» Exercise aim: Below are some records. Return exactly the lines from the one containing "survives between invocations." through the one containing "i64) -> Result<ComputeOutput, AppError>", both included, and only those.

» Provided entries:
_ _ _

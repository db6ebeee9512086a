//! Domain types used throughout the pipeline.
//!
//! This module defines:
//!
//! - model families and fitted parameters (`ModelKind`, `FittedModel`)
//! - parsed observations (`ObservationSet`)
//! - simulation and summary outputs (`DisplayCurves`, `ProfitSummary`, `ChartSet`)

pub mod types;

pub use types::*;
//! Shared "compute pipeline" logic used by both CLI and TUI front-ends.
//!
//! Keeping this in one place avoids duplicating the core workflow:
//! parse -> fit -> simulate -> break-even scan -> summarize -> charts
//!
//! The CLI and the TUI can then focus on presentation (printing vs widgets).
//! Every call is self-contained: no state survives between invocations.

use tracing::info;

use crate::domain::{ComputeConfig, ComputeOutput, QuantityWindow};
use crate::error::{AppError, ParseError};
use crate::fit::fit_all;
use crate::io::ingest::{COST_BLOCK, REVENUE_BLOCK, parse_observations};
use crate::report::{build_charts, round_summary, summarize};
use crate::sim::{display_curves, find_break_even, scan_curves};

/// Run the full pipeline with default grid and solver settings.
pub fn compute(cost_text: &str, revenue_text: &str, q_min: i64, q_max: i64) -> Result<ComputeOutput, AppError> {
    compute_with_config(cost_text, revenue_text, q_min, q_max, &ComputeConfig::default())
}

/// Run the full pipeline with explicit settings.
pub fn compute_with_config(
    cost_text: &str,
    revenue_text: &str,
    q_min: i64,
    q_max: i64,
    config: &ComputeConfig,
) -> Result<ComputeOutput, AppError> {
    // 1) Parse.
    let window = validate_window(q_min, q_max)?;
    let cost_observations = parse_observations(COST_BLOCK, cost_text)?;
    let price_observations = parse_observations(REVENUE_BLOCK, revenue_text)?;
    info!(
        cost_n = cost_observations.len(),
        price_n = price_observations.len(),
        "parsed observations"
    );

    // 2) Fit.
    let fits = fit_all(&cost_observations, &price_observations, &config.solver)?;

    // 3) Simulate on both grids.
    let scan = scan_curves(&fits.quadratic_cost, &fits.price, config)?;
    let display = display_curves(&fits, q_max as f64, config)?;

    // 4) Break-even scan.
    let break_even_quantities = find_break_even(&scan.quantity, &scan.revenue, &scan.cost);
    info!(count = break_even_quantities.len(), "break-even scan complete");

    // 5) Summarize; charts use exact values, the returned summary is rounded.
    let exact = summarize(&display, &break_even_quantities, &fits.price)?;
    let charts = build_charts(&cost_observations, &display, &exact);

    Ok(ComputeOutput {
        window,
        cost_observations,
        price_observations,
        fits,
        display,
        summary: round_summary(&exact),
        charts,
    })
}

fn validate_window(q_min: i64, q_max: i64) -> Result<QuantityWindow, ParseError> {
    if q_min < 0 || q_max <= q_min {
        return Err(ParseError::InvalidBounds { q_min, q_max });
    }
    Ok(QuantityWindow { q_min, q_max })
}

#[cfg(test)]
mod tests {
    use super::*;
    use crate::error::FitError;

    const COST: &str = "1,10\n2,15\n3,25\n4,40";
    const REVENUE: &str = "1,20\n2,18\n3,17\n4,16";

    #[test]
    fn end_to_end_reference_scenario() {
        let out = compute(COST, REVENUE, 0, 10).unwrap();
        assert!(out.summary.max_profit.is_finite());
        assert!((0.0..=10.0).contains(&out.summary.quantity_at_max));
        assert_eq!(out.display.len(), 400);
        assert_eq!(out.display.quantity[399], 10.0);
        for be in &out.summary.break_evens {
            assert!(be.quantity >= 1.0 && be.quantity <= 2000.0);
            assert!(be.price.is_finite());
        }
    }

    #[test]
    fn reference_scenario_has_one_break_even_past_the_peak() {
        // Cost is exactly 2.5Q^2 - 2.5Q + 10; revenue ~ 20Q^0.85 is ahead at Q=1.
        let out = compute(COST, REVENUE, 0, 10).unwrap();
        assert_eq!(out.summary.break_evens.len(), 1);
        assert!(out.summary.break_evens[0].quantity > out.summary.quantity_at_max);
    }

    #[test]
    fn summary_is_rounded_for_presentation() {
        let out = compute(COST, REVENUE, 0, 10).unwrap();
        let s = &out.summary;
        assert_eq!(s.max_profit, crate::report::round_to(s.max_profit, 2));
        assert_eq!(s.quantity_at_max, crate::report::round_to(s.quantity_at_max, 1));
    }

    #[test]
    fn repeated_calls_are_identical() {
        let a = compute(COST, REVENUE, 0, 10).unwrap();
        let b = compute(COST, REVENUE, 0, 10).unwrap();
        assert_eq!(a, b);
    }

    #[test]
    fn empty_cost_is_a_parse_error() {
        let err = compute("", REVENUE, 0, 10).unwrap_err();
        assert!(matches!(err, AppError::Parse(ParseError::EmptyInput { .. })), "{err:?}");
    }

    #[test]
    fn malformed_revenue_line_is_a_parse_error() {
        let err = compute(COST, "1,20\n2;18", 0, 10).unwrap_err();
        assert!(matches!(err, AppError::Parse(ParseError::MalformedLine { .. })), "{err:?}");
        assert!(err.to_string().contains("2;18"));
    }

    #[test]
    fn single_cost_point_is_a_fit_error() {
        let err = compute("1,10", REVENUE, 0, 10).unwrap_err();
        assert!(matches!(err, AppError::Fit(FitError::InsufficientData { .. })), "{err:?}");
    }

    #[test]
    fn invalid_window_is_rejected() {
        assert!(matches!(
            compute(COST, REVENUE, 5, 5),
            Err(AppError::Parse(ParseError::InvalidBounds { .. }))
        ));
        assert!(compute(COST, REVENUE, -1, 10).is_err());
    }

    #[test]
    fn charts_follow_display_grid() {
        let out = compute(COST, REVENUE, 2, 8).unwrap();
        assert_eq!(out.window, QuantityWindow { q_min: 2, q_max: 8 });
        assert_eq!(out.charts.profit.lines[0].points.len(), out.display.len());
        assert_eq!(out.charts.cost.scatter[0].points.len(), 4);
        assert_eq!(
            out.charts.revenue_cost.verticals.len(),
            out.summary.break_evens.len()
        );
    }
}
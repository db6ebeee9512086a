//! Observation text ingest.
//!
//! Turns a raw block of `quantity,value` lines into an [`ObservationSet`].
//!
//! Rules:
//! - blank lines and surrounding whitespace are ignored
//! - fields are taken literally: no quoting or escaping
//! - every remaining line must hold exactly two numeric fields
//! - quantities must be finite and non-negative, values finite
//! - the first bad line aborts the whole block; the error carries its content
//!
//! No fitting logic here.

use std::fs;
use std::path::Path;

use csv::StringRecord;
use tracing::warn;

use crate::domain::ObservationSet;
use crate::error::{AppError, ParseError};

/// Block label for cost observations (used in error messages).
pub const COST_BLOCK: &str = "Cost";
/// Block label for price (revenue) observations.
pub const REVENUE_BLOCK: &str = "Revenue";

/// Parse one text block of `quantity,value` lines.
pub fn parse_observations(block: &'static str, text: &str) -> Result<ObservationSet, ParseError> {
    let body = text.trim();
    if body.is_empty() {
        return Err(ParseError::EmptyInput { block });
    }
    // Keep reported line numbers relative to the untrimmed text.
    let line_offset = text[..text.len() - text.trim_start().len()].matches('\n').count();

    let mut reader = csv::ReaderBuilder::new()
        .has_headers(false)
        .flexible(true)
        .trim(csv::Trim::All)
        .quoting(false)
        .from_reader(body.as_bytes());

    let mut out = ObservationSet::default();
    for result in reader.records() {
        let record = result.map_err(|e| ParseError::MalformedLine {
            block,
            line: e.position().map(|p| p.line() as usize).unwrap_or(0) + line_offset,
            content: String::new(),
            reason: e.to_string(),
        })?;

        // Whitespace-only line; anything with a comma is validated below.
        if record.len() == 1 && record[0].is_empty() {
            continue;
        }

        let line = record.position().map(|p| p.line() as usize).unwrap_or(0) + line_offset;
        let (quantity, value) = parse_record(&record).map_err(|reason| {
            let content = record.iter().collect::<Vec<_>>().join(",");
            warn!(block, line, %content, %reason, "rejected observation line");
            ParseError::MalformedLine {
                block,
                line,
                content,
                reason,
            }
        })?;
        out.push(quantity, value);
    }

    if out.is_empty() {
        return Err(ParseError::EmptyInput { block });
    }
    Ok(out)
}

/// Read a whole text file (observation blocks are small).
pub fn read_text_file(path: &Path) -> Result<String, AppError> {
    fs::read_to_string(path).map_err(|e| AppError::Io(format!("Failed to read '{}': {e}", path.display())))
}

fn parse_record(record: &StringRecord) -> Result<(f64, f64), String> {
    if record.len() != 2 {
        return Err(format!("expected 2 comma-separated fields, found {}", record.len()));
    }

    let quantity = parse_number(&record[0])?;
    let value = parse_number(&record[1])?;
    if quantity < 0.0 {
        return Err(format!("quantity {quantity} is negative"));
    }
    Ok((quantity, value))
}

fn parse_number(field: &str) -> Result<f64, String> {
    let v: f64 = field
        .parse()
        .map_err(|_| format!("'{field}' is not a number"))?;
    if !v.is_finite() {
        return Err(format!("'{field}' is not finite"));
    }
    Ok(v)
}
//! Read/write report JSON files.
//!
//! A report is the portable representation of one run:
//! - fitted models + diagnostics
//! - parsed observations
//! - display-grid curves and chart descriptions
//! - rounded profit summary
//!
//! The schema is defined by `domain::ReportFile`.

use std::fs::File;
use std::path::Path;

use chrono::Utc;

use crate::domain::{ComputeOutput, ReportFile};
use crate::error::AppError;

/// Tool tag stored in every report.
pub const REPORT_TOOL: &str = "pc";

/// Wrap a run in a timestamped report.
pub fn build_report(output: &ComputeOutput) -> ReportFile {
    ReportFile {
        tool: REPORT_TOOL.to_string(),
        generated_at: Utc::now(),
        output: output.clone(),
    }
}

/// Write a report JSON file.
pub fn write_report_json(path: &Path, output: &ComputeOutput) -> Result<(), AppError> {
    let file = File::create(path)
        .map_err(|e| AppError::Io(format!("Failed to create report JSON '{}': {e}", path.display())))?;

    serde_json::to_writer_pretty(file, &build_report(output))
        .map_err(|e| AppError::Io(format!("Failed to write report JSON: {e}")))?;

    Ok(())
}

/// Read a report JSON file.
pub fn read_report_json(path: &Path) -> Result<ReportFile, AppError> {
    let file = File::open(path)
        .map_err(|e| AppError::Io(format!("Failed to open report JSON '{}': {e}", path.display())))?;
    let report: ReportFile = serde_json::from_reader(file)
        .map_err(|e| AppError::Io(format!("Invalid report JSON: {e}")))?;
    if report.tool != REPORT_TOOL {
        return Err(AppError::Io(format!(
            "Report was written by '{}', expected '{REPORT_TOOL}'.",
            report.tool
        )));
    }
    Ok(report)
}

#[cfg(test)]
mod tests {
    use super::*;

    #[test]
    fn report_survives_json() {
        let output = crate::app::pipeline::compute("1,10\n2,15\n3,25\n4,40", "1,20\n2,18\n3,17\n4,16", 0, 10)
            .unwrap();
        let json = serde_json::to_string(&build_report(&output)).unwrap();
        let back: ReportFile = serde_json::from_str(&json).unwrap();
        assert_eq!(back.tool, REPORT_TOOL);
        assert_eq!(back.output.summary, output.summary);
        assert_eq!(back.output.fits.price.kind, output.fits.price.kind);
    }
}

_ _ _

» Exercise response:
//! Every call is self-contained: no state survives between invocations.

use tracing::info;

use crate::domain::{ComputeConfig, ComputeOutput, QuantityWindow};
use crate::error::{AppError, ParseError};
use crate::fit::fit_all;
use crate::io::ingest::{COST_BLOCK, REVENUE_BLOCK, parse_observations};
use crate::report::{build_charts, round_summary, summarize};
use crate::sim::{display_curves, find_break_even, scan_curves};

/// Run the full pipeline with default grid and solver settings.
pub fn compute(cost_text: &str, revenue_text: &str, q_min: i64, q_max: i64) -> Result<ComputeOutput, AppError> {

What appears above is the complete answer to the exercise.